Il 2017 segna un traguardo importante per la Sicurezza Nazionale: il decennale dell’architettura di riforma della comunità intelligence varata dieci anni fa. Una legge approvata in un contesto storico ben preciso, all’indomani degli attentati terroristici che hanno colpito gli Stati Uniti (11 settembre) e l’Europa (Madrid, Londra), e dei primi attacchi alle infrastrutture critiche (Estonia).

Eventi che hanno suggerito anche all’Italia il ripensamento del quadro normativo, per renderlo più moderno, efficace ed innovativo nel contrasto alle nuove forme di minaccia. È stata così ampliata, con la riforma, la sfera di intervento dell’intelligence a protezione degli interessi politici, militari, economici, scientifici ed industriali del Paese.

Un cammino, quello dal 2007 ad oggi, che vogliamo ripercorrere non come esercizio fine a se stesso, ma per meglio comprendere dove siamo, nonché per fissare nuovi traguardi e sfide, ispirati alla luce degli scenari contemporanei e di quelle minacce sino a poco tempo fa impensabili. Vinta la scommessa della riforma, la vera sfida per la Sicurezza Nazionale sarà quella di adeguarsi alla velocità del cambiamento.

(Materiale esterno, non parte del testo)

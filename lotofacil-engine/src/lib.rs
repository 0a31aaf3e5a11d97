//! Statistiques descriptives et combinaisons candidates sur l'historique
//! Lotofácil (15 numéros tirés parmi 01-25).

pub mod classifiers;
pub mod companions;
pub mod error;
pub mod frequency;
pub mod gaps;
pub mod heuristic;
pub mod report;
pub mod trained;

use lotofacil_db::models::{DrawRecord, DRAW_SIZE, UNIVERSE_SIZE};

/// Historique synthétique : le concours `i + 1` contient 15 numéros consécutifs
/// (modulo 25) à partir d'un décalage qui varie d'un tirage à l'autre.
pub fn make_test_draws(n: usize) -> Vec<DrawRecord> {
    (0..n)
        .map(|i| {
            let start = (i * 7) % UNIVERSE_SIZE as usize;
            let numbers: Vec<u8> = (0..DRAW_SIZE)
                .map(|j| ((start + j) % UNIVERSE_SIZE as usize) as u8 + 1)
                .collect();
            DrawRecord::new(i as u32 + 1, &numbers)
        })
        .collect()
}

L’intelligence dovrà muoversi lungo confini nuovi e sconosciuti, laddove essenziale resterà il connubio fra l’uomo e la tecnologia, a condizione di non dimenticare mai che il fattore umano sarà quello decisivo, quello che farà davvero la differenza. L’uomo, dunque, al centro di tutto, a cominciare dal nostro impegno costante su un duplice versante: da un lato la formazione, dall’altro la promozione di una cultura della sicurezza generalizzata e sempre più matura, commisurata all’era del web e dei social media.

La decisione di far coincidere la memoria del decennale con l’apertura dell’Anno Accademico della Scuola di Comparto riveste precisamente questo significato.

La campagna nazionale di formazione digitale

L’evento è stato anche l’occasione per lanciare Be Aware. Be Digital., la prima campagna nazionale di formazione digitale, promossa dalla Presidenza del Consiglio, Dipartimento delle informazioni per la sicurezza della Repubblica (DIS), in collaborazione con il mondo della ricerca, con l’obiettivo di promuovere un utilizzo consapevole delle tecnologie ICT (tablet, smartphone, social media, web in generale), attraverso alcuni progetti per i ragazzi – con tutorial ed app formativi, da vivere in maniera diretta e tramite le istituzioni scolastiche; e per le PMI, fornendo buone prassi e strumenti utili allo sviluppo delle risorse umane. In anteprima è stata proiettata in Auditorium la clip integrale della campagna, cui faranno seguito gli spot televisivi.

La Scuola di formazione e l’anno accademico

Fra le innumerevoli innovazioni introdotte dalla legge n. 124 del 2007 vi è l’istituzione di un polo unitario di formazione e specializzazione del personale, con l’obiettivo di curare la formazione, l’addestramento e l’aggiornamento professiona­le degli appartenenti a tutti gli organismi informativi (DIS, AISE, AISI). In occasione dell’inaugurazione dell’Anno Accademico il Presidente della Repubblica e il Presidente del Consiglio firmano il “libro d’onore” della Scuola. L’Anno Accademico è stato inaugurato dal Presidente del Consiglio Paolo Gentiloni.

Il francobollo

In occasione dell’evento è stato emesso dal Ministero dello Sviluppo Economico e distribuito da Poste Italiane un francobollo ordinario appartenente alla serie tematica “il Senso civico”, dedicato al Sistema di Informazione per la Sicurezza della Repubblica nel decimo anniversario dell’istituzione.

Il libro

Sicurezza è libertà. Intelligence e cultura della sicurezza a dieci anni dalla riforma è il titolo del volume dedicato curato da Gnosis – Rivista Italiana di Intelligence, distribuito in occasione dell’evento. Il volume include i messaggi del Presidente del Consiglio dei Ministri, Paolo Gentiloni, e del Presidente del Comitato parlamentare per la sicurezza della Repubblica, Giacomo Stucchi. L’introduzione è curata dal Direttore generale del DIS, Alessandro Pansa. Tra le testimonianze quelle di molti Rettori e Professori delle principali Università italiane.